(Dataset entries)
*-*-*

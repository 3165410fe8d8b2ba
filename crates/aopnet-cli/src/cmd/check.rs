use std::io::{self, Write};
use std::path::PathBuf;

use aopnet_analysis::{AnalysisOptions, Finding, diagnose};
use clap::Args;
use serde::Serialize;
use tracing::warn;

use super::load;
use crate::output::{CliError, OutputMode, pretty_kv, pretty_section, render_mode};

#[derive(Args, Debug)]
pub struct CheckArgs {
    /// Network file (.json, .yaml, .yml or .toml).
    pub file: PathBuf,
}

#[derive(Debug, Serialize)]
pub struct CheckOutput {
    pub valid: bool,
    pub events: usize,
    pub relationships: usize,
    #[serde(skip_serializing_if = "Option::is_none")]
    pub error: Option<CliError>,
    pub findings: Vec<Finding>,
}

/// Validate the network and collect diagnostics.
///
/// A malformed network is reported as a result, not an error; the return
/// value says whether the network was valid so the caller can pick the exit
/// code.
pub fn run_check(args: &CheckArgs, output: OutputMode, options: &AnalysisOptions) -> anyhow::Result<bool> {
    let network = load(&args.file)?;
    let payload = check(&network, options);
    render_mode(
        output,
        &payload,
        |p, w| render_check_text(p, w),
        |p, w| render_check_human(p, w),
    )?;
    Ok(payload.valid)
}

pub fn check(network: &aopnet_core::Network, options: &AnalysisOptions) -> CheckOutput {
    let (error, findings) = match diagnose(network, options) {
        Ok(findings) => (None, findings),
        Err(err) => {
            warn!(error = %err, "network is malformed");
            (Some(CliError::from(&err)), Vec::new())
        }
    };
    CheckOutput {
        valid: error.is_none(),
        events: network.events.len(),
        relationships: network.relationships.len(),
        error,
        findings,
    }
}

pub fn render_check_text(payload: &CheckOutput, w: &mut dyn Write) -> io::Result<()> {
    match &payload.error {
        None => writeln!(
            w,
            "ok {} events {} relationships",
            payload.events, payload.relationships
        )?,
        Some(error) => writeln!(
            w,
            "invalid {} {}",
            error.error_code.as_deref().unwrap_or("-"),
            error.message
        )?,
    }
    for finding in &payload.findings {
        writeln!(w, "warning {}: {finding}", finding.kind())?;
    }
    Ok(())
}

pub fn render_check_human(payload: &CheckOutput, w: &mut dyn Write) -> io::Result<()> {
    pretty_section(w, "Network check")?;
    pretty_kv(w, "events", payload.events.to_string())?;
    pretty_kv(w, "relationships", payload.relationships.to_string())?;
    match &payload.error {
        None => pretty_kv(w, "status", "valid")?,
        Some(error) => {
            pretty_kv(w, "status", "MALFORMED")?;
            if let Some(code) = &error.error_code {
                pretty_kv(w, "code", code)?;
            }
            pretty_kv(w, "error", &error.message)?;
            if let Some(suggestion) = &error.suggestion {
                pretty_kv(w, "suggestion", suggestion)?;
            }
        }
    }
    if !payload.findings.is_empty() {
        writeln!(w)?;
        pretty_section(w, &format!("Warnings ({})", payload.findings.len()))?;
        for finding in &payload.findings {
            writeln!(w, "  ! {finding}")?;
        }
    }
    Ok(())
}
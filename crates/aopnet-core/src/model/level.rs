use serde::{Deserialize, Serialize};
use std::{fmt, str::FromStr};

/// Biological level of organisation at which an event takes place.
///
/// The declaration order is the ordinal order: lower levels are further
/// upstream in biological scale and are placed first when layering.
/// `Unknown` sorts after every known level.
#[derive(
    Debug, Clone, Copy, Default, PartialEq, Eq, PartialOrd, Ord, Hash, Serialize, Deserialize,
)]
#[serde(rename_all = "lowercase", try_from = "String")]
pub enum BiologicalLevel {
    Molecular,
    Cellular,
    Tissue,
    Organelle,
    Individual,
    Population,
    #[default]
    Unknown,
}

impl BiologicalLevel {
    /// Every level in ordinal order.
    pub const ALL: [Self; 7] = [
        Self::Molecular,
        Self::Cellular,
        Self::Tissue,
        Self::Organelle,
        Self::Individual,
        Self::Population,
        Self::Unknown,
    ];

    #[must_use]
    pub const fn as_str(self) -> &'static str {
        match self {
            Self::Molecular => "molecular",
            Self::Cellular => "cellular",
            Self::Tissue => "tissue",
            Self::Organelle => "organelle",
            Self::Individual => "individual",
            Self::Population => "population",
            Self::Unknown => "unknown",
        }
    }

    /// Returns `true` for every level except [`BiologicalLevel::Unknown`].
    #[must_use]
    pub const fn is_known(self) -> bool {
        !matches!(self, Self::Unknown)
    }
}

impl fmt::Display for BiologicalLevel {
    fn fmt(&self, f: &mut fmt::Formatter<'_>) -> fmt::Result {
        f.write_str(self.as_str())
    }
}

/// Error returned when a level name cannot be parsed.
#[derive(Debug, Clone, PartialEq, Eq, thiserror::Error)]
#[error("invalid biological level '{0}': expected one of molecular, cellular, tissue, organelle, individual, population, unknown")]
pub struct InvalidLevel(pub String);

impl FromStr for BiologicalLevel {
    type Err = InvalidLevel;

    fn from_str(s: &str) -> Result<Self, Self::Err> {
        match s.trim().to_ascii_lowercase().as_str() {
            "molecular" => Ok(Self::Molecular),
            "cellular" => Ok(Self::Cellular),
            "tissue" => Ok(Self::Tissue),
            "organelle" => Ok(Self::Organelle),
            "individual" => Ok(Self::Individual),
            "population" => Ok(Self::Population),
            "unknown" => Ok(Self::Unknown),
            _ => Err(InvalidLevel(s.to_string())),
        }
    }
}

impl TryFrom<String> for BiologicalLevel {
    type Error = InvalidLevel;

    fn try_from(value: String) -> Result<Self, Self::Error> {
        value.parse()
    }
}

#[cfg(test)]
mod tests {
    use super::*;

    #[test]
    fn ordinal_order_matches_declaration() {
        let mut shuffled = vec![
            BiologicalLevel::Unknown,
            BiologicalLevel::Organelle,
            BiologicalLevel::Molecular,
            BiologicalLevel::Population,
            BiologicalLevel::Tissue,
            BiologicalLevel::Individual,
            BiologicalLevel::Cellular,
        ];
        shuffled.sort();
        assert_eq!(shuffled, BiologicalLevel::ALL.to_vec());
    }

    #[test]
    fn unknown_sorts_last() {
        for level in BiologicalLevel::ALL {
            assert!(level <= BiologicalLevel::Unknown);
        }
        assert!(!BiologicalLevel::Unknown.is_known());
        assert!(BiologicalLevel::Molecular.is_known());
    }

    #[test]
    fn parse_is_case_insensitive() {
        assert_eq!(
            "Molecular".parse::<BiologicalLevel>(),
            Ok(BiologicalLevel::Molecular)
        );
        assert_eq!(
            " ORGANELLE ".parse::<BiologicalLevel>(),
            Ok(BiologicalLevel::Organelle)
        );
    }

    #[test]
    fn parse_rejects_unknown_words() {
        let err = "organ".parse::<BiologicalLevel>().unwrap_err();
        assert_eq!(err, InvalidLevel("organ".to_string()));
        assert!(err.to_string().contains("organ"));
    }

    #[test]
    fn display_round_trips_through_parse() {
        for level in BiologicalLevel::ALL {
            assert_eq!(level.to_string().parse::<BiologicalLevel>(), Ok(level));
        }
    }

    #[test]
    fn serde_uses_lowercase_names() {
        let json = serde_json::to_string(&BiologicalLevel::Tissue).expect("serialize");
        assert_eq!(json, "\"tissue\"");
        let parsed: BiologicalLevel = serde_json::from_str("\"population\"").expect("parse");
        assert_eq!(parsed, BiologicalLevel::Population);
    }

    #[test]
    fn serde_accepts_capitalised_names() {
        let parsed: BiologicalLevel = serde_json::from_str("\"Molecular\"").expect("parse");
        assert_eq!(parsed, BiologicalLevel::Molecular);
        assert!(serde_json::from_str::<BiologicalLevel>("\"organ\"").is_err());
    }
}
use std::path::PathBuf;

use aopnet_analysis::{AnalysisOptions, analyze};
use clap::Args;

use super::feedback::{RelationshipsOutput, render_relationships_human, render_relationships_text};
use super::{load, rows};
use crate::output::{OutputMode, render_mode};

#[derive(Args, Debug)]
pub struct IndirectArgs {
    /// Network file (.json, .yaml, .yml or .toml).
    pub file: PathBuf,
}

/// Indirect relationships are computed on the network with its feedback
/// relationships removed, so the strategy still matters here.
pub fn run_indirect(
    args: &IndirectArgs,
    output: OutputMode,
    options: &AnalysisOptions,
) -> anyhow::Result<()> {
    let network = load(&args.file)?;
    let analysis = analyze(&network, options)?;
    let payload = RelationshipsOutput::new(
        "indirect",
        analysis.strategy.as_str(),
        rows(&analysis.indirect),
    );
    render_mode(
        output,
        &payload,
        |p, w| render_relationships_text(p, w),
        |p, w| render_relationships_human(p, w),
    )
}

*-*-*

Work item → Would you count the lines in the entries that hold "AnalysisOptions" and reply with only the count?

Problem solution → 5